**Work task:**
Can you quote, word for word, every line from the first line of the records below through the line containing "the License, or", and nothing else?

[Start of section]

// AstDoc - Solidity AST Documentation Extractor
// Copyright (C) 2024 Zhuo Zhang and Wuqi Zhang
//
// This program is free software: you can redistribute it and/or modify
// it under the terms of the GNU Affero General Public License as published by
// the Free Software Foundation, either version 3 of the License, or
// (at your option) any later version.
//
// This program is distributed in the hope that it will be useful,
// but WITHOUT ANY WARRANTY; without even the implied warranty of
// MERCHANTABILITY or FITNESS FOR A PARTICULAR PURPOSE. See the
// GNU Affero General Public License for more details.
//
// You should have received a copy of the GNU Affero General Public License
// along with this program. If not, see <https://www.gnu.org/licenses/>.

use serde::{Deserialize, Serialize};

use super::{Block, NamePath, StateMutability, TypeDescriptions, Visibility};

/// The root `ast` object of one source file.
#[derive(Debug, Clone, Default, Serialize, Deserialize)]
#[serde(rename_all = "camelCase", default)]
pub struct SourceUnit {
    /// The absolute path solc assigned to this unit.
    pub absolute_path: Option<String>,
    /// Top-level nodes in declaration order.
    pub nodes: Vec<SourceUnitNode>,
}

impl SourceUnit {
    /// Iterates the contract definitions declared at the top level of this unit.
    pub fn contracts(&self) -> impl Iterator<Item = &ContractDefinition> {
        self.nodes.iter().filter_map(|node| match node {
            SourceUnitNode::ContractDefinition(contract) => Some(contract),
            _ => None,
        })
    }

    /// Iterates the import directives declared at the top level of this unit.
    pub fn imports(&self) -> impl Iterator<Item = &ImportDirective> {
        self.nodes.iter().filter_map(|node| match node {
            SourceUnitNode::ImportDirective(import) => Some(import),
            _ => None,
        })
    }
}

/// A top-level node of a source unit.
#[derive(Debug, Clone, Serialize, Deserialize)]
#[serde(tag = "nodeType")]
pub enum SourceUnitNode {
    ContractDefinition(ContractDefinition),
    ImportDirective(ImportDirective),
    /// Pragmas, free functions, top-level structs and anything else.
    #[serde(other)]
    Other,
}

/// `contract`, `interface` or `library`.
#[derive(Debug, Clone, Copy, PartialEq, Eq, Hash, PartialOrd, Ord, Serialize, Deserialize)]
#[serde(rename_all = "lowercase")]
pub enum ContractKind {
    Contract,
    Interface,
    Library,
}

impl ContractKind {
    /// All kinds, in the order their partitions appear in a file entry.
    pub const ALL: [Self; 3] = [Self::Contract, Self::Interface, Self::Library];

    /// The keyword used in source and in the compiler's `contractKind` field.
    pub fn as_str(&self) -> &'static str {
        match self {
            Self::Contract => "contract",
            Self::Interface => "interface",
            Self::Library => "library",
        }
    }
}

impl std::fmt::Display for ContractKind {
    fn fmt(&self, f: &mut std::fmt::Formatter<'_>) -> std::fmt::Result {
        f.write_str(self.as_str())
    }
}

#[derive(Debug, Clone, Default, Serialize, Deserialize)]
#[serde(rename_all = "camelCase", default)]
pub struct ContractDefinition {
    pub name: String,
    /// `None` when the compiler emitted a kind this crate does not know.
    #[serde(deserialize_with = "lenient_contract_kind")]
    pub contract_kind: Option<ContractKind>,
    pub base_contracts: Vec<InheritanceSpecifier>,
    pub nodes: Vec<ContractMember>,
    pub src: Option<String>,
}

impl ContractDefinition {
    /// Names of the directly inherited base types, in declaration order.
    pub fn base_names(&self) -> Vec<String> {
        self.base_contracts.iter().filter_map(|base| base.base_name.name.clone()).collect()
    }
}

fn lenient_contract_kind<'de, D>(deserializer: D) -> Result<Option<ContractKind>, D::Error>
where
    D: serde::Deserializer<'de>,
{
    let raw = Option::<String>::deserialize(deserializer)?;
    Ok(raw.and_then(|kind| match kind.as_str() {
        "contract" => Some(ContractKind::Contract),
        "interface" => Some(ContractKind::Interface),
        "library" => Some(ContractKind::Library),
        _ => None,
    }))
}

#[derive(Debug, Clone, Default, Serialize, Deserialize)]
#[serde(rename_all = "camelCase", default)]
pub struct InheritanceSpecifier {
    pub base_name: NamePath,
}

/// A member declared directly inside a contract-like definition.
#[derive(Debug, Clone, Serialize, Deserialize)]
#[serde(tag = "nodeType")]
pub enum ContractMember {
    FunctionDefinition(FunctionDefinition),
    EventDefinition(EventDefinition),
    VariableDeclaration(VariableDeclaration),
    ModifierDefinition(ModifierDefinition),
    StructDefinition(StructDefinition),
    /// Enums, errors, using-for directives and anything else.
    #[serde(other)]
    Other,
}

#[derive(Debug, Clone, Default, Serialize, Deserialize)]
#[serde(rename_all = "camelCase", default)]
pub struct FunctionDefinition {
    /// Empty for constructors, fallback and receive functions.
    pub name: String,
    /// `function`, `constructor`, `fallback`, `receive` or `freeFunction`. Absent before 0.5.
    pub kind: Option<String>,
    /// Pre-0.5 marker for constructors.
    pub is_constructor: Option<bool>,
    pub parameters: ParameterList,
    pub return_parameters: ParameterList,
    pub modifiers: Vec<ModifierInvocation>,
    pub visibility: Option<Visibility>,
    /// Pre-0.5 payability flag, superseded by `stateMutability`.
    pub payable: Option<bool>,
    pub state_mutability: Option<StateMutability>,
    /// `None` for unimplemented functions.
    pub body: Option<Block>,
    pub src: Option<String>,
}

impl FunctionDefinition {
    /// The label used in place of an empty name.
    pub fn kind_label(&self) -> String {
        match &self.kind {
            Some(kind) => kind.clone(),
            None if self.is_constructor.unwrap_or(false) => "constructor".to_string(),
            None => "fallback".to_string(),
        }
    }
}

#[derive(Debug, Clone, Default, Serialize, Deserialize)]
#[serde(rename_all = "camelCase", default)]
pub struct ParameterList {
    pub parameters: Vec<VariableDeclaration>,
}

#[derive(Debug, Clone, Default, Serialize, Deserialize)]
#[serde(rename_all = "camelCase", default)]
pub struct ModifierInvocation {
    pub modifier_name: NamePath,
    pub src: Option<String>,
}

/// A variable declaration: state variable, parameter or struct member.
#[derive(Debug, Clone, Default, Serialize, Deserialize)]
#[serde(rename_all = "camelCase", default)]
pub struct VariableDeclaration {
    pub name: String,
    pub constant: Option<bool>,
    pub state_variable: Option<bool>,
    pub visibility: Option<Visibility>,
    pub type_name: Option<TypeName>,
    pub type_descriptions: TypeDescriptions,
    pub src: Option<String>,
}

impl VariableDeclaration {
    /// The declared type string, preferring the type node's description.
    pub fn type_string(&self) -> Option<&str> {
        self.type_name
            .as_ref()
            .and_then(|type_name| type_name.type_descriptions.type_string.as_deref())
            .or(self.type_descriptions.type_string.as_deref())
    }
}

/// Any of the type name node categories. Only the resolved description is kept.
#[derive(Debug, Clone, Default, Serialize, Deserialize)]
#[serde(rename_all = "camelCase", default)]
pub struct TypeName {
    pub node_type: Option<String>,
    pub type_descriptions: TypeDescriptions,
}

#[derive(Debug, Clone, Default, Serialize, Deserialize)]
#[serde(rename_all = "camelCase", default)]
pub struct EventDefinition {
    pub name: String,
    pub parameters: ParameterList,
    pub src: Option<String>,
}

#[derive(Debug, Clone, Default, Serialize, Deserialize)]
#[serde(rename_all = "camelCase", default)]
pub struct ModifierDefinition {
    pub name: String,
    pub parameters: ParameterList,
    pub visibility: Option<Visibility>,
    pub src: Option<String>,
}

#[derive(Debug, Clone, Default, Serialize, Deserialize)]
#[serde(rename_all = "camelCase", default)]
pub struct StructDefinition {
    pub name: String,
    pub members: Vec<VariableDeclaration>,
    pub src: Option<String>,
}

#[derive(Debug, Clone, Default, Serialize, Deserialize)]
#[serde(rename_all = "camelCase", default)]
pub struct ImportDirective {
    /// The path as written in the import statement.
    pub file: Option<String>,
    /// The path resolved by the compiler, which is also the key of the imported source.
    pub absolute_path: Option<String>,
    pub src: Option<String>,
}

[End of section]

**Written response:**
// AstDoc - Solidity AST Documentation Extractor
// Copyright (C) 2024 Zhuo Zhang and Wuqi Zhang
//
// This program is free software: you can redistribute it and/or modify
// it under the terms of the GNU Affero General Public License as published by
// the Free Software Foundation, either version 3 of the License, or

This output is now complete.